Ao votar, o ministro Gilmar Mendes ressaltou que “trata-se de um caso de inépcia retundante”, e acompanhou o vota da relatora, rejeitando a denúncia do Ministério Público Federal.
O ministro Nelson Jobim acompanhou o voto da relatora e juntou suas considerações a respeito de todos os do processo por escrito. O Ministro Marco Aurélio definiu este como o “processo da curiosidade”. Apontou que os fatos penais devem ser contundentes, e que os crimes denunciados têm tipos penais fechados. “Ou bem enquadramos a hipótese neles previstos ou dele devemos nos afastar”, disse Marco Aurélio. Assim, concluiu o ministro que não houve o enquadramento dos fatos aos crimes, acompanhando o voto da ministra-relatora.
O ministro Carlos Velloso, que também seguiu a ministra Ellen Gracie, disse que a alteração da programação no painel do Senado, no que toca ao artigo 305 do Código Penal, na verdade não importou em destruição, supressão ou ocultação de documento público.

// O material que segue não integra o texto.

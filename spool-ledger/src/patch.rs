//! Guarded field updates applied atomically to a single record.
//!
//! Stores apply a [`RecordPatch`] inside their per-key critical section, so
//! the guard is evaluated against the same state the updates are written to.

use spool_common::Digest;

use crate::record::{CommitmentRecord, MembershipWitness, SpendingTx};

/// Precondition a record must meet for a patch to apply.
#[derive(Clone, Copy, Debug, PartialEq, Eq)]
pub enum Guard {
    Unconfirmed,
    Confirmed,
    Spendable,
    Reserved,
    /// Spend not yet confirmed on chain.
    SpendUnconfirmed,
}

impl Guard {
    pub fn admits(&self, record: &CommitmentRecord) -> bool {
        match self {
            Guard::Unconfirmed => record.on_chain.is_none(),
            Guard::Confirmed => record.on_chain.is_some(),
            Guard::Spendable => record.is_spendable(),
            Guard::Reserved => record.pending_nullification,
            Guard::SpendUnconfirmed => record.nullified_on_chain.is_none(),
        }
    }
}

#[derive(Clone, Debug, PartialEq, Eq)]
pub enum FieldUpdate {
    OnChain(Option<u64>),
    OriginatingTx(Option<Digest>),
    Membership(Option<MembershipWitness>),
    PendingNullification(bool),
    Nullified(bool),
    SpendingTx(Option<SpendingTx>),
    NullifiedOnChain(Option<u64>),
    NullifyingTx(Option<Digest>),
}

impl FieldUpdate {
    fn write(&self, record: &mut CommitmentRecord) {
        match self {
            FieldUpdate::OnChain(v) => record.on_chain = *v,
            FieldUpdate::OriginatingTx(v) => record.originating_tx = *v,
            FieldUpdate::Membership(v) => record.membership = v.clone(),
            FieldUpdate::PendingNullification(v) => record.pending_nullification = *v,
            FieldUpdate::Nullified(v) => record.nullified = *v,
            FieldUpdate::SpendingTx(v) => record.spending_tx = *v,
            FieldUpdate::NullifiedOnChain(v) => record.nullified_on_chain = *v,
            FieldUpdate::NullifyingTx(v) => record.nullifying_tx = *v,
        }
    }
}

#[derive(Clone, Debug, Default, PartialEq, Eq)]
pub struct RecordPatch {
    pub guard: Option<Guard>,
    pub updates: Vec<FieldUpdate>,
}

impl RecordPatch {
    pub fn new() -> Self {
        Self::default()
    }

    pub fn guarded(guard: Guard) -> Self {
        Self {
            guard: Some(guard),
            updates: Vec::new(),
        }
    }

    pub fn with(mut self, update: FieldUpdate) -> Self {
        self.updates.push(update);
        self
    }

    /// Apply to `record` in place. Returns whether anything changed; a
    /// failing guard changes nothing.
    pub fn apply(&self, record: &mut CommitmentRecord) -> bool {
        if let Some(guard) = self.guard {
            if !guard.admits(record) {
                return false;
            }
        }
        let before = record.clone();
        for update in &self.updates {
            update.write(record);
        }
        *record != before
    }

    pub fn confirm(batch_index: u64, originating_tx: Digest) -> Self {
        Self::guarded(Guard::Unconfirmed)
            .with(FieldUpdate::OnChain(Some(batch_index)))
            .with(FieldUpdate::OriginatingTx(Some(originating_tx)))
    }

    pub fn membership(witness: MembershipWitness) -> Self {
        Self::guarded(Guard::Confirmed).with(FieldUpdate::Membership(Some(witness)))
    }

    pub fn reserve() -> Self {
        Self::guarded(Guard::Spendable).with(FieldUpdate::PendingNullification(true))
    }

    pub fn release() -> Self {
        Self::guarded(Guard::Reserved).with(FieldUpdate::PendingNullification(false))
    }

    pub fn finalize_spend(spending_tx: SpendingTx) -> Self {
        Self::new()
            .with(FieldUpdate::PendingNullification(false))
            .with(FieldUpdate::Nullified(true))
            .with(FieldUpdate::SpendingTx(Some(spending_tx)))
    }

    pub fn confirm_spend(batch_index: u64, nullifying_tx: Digest) -> Self {
        Self::guarded(Guard::SpendUnconfirmed)
            .with(FieldUpdate::NullifiedOnChain(Some(batch_index)))
            .with(FieldUpdate::NullifyingTx(Some(nullifying_tx)))
    }

    pub fn clear_spend_confirmation() -> Self {
        Self::new()
            .with(FieldUpdate::NullifiedOnChain(None))
            .with(FieldUpdate::NullifyingTx(None))
    }

    /// Drop the confirmation only.
    pub fn unconfirm() -> Self {
        Self::new()
            .with(FieldUpdate::OnChain(None))
            .with(FieldUpdate::OriginatingTx(None))
            .with(FieldUpdate::Membership(None))
    }

    /// Back to the state of a freshly observed record.
    pub fn reset_lifecycle() -> Self {
        Self::unconfirm()
            .with(FieldUpdate::PendingNullification(false))
            .with(FieldUpdate::Nullified(false))
            .with(FieldUpdate::SpendingTx(None))
            .with(FieldUpdate::NullifiedOnChain(None))
            .with(FieldUpdate::NullifyingTx(None))
    }
}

Com relação ao artigo 325 do mesmo Código, o ministro considerou que “não se pode falar que o fato que teria sido revelado o foi por pessoa que o detinha em razão do cargo”, referindo-se ao senador Antônio Carlos Magalhães.
Ao votar, o ministro Celso de Mello considerou que o poder de acusar supõe, entre outras atribuições do Ministério Público, o dever de deduzir imputações fundadas em condutas que se ajustem com rigorosa fidelidade ao modelo de tipificação definido pela lei. Segundo o ministro, a relatora Ellen Gracie acertou ao demonstrar que as condutas atribuídas aos denunciados são destituídas de tipicidade.
Segundo Celso de Mello, o processo penal condenatório, qualquer que seja a qualidade dos réus, não pode ser visto como um instrumento de arbítrio do Estado. “Pelo contrário. O processo penal de condenação representa um poderoso meio de contenção e de delimitação dos poderes de que dispõem os órgãos incumbidos da persecução penal. Ao delinear um círculo de proteção em torno da pessoa do réu, qualquer que seja, o processo penal revela-se instrumento que inibe a opressão judicial e que impõe ao órgão acusador não apenas o ônus integral da prova mas, considerada a realidade dos fatos subjacentes a esta demanda penal, impõe ao acusador o dever de formular acusações fundadas em comportamentos que se revistam de precisa adequação típica”, acentuou.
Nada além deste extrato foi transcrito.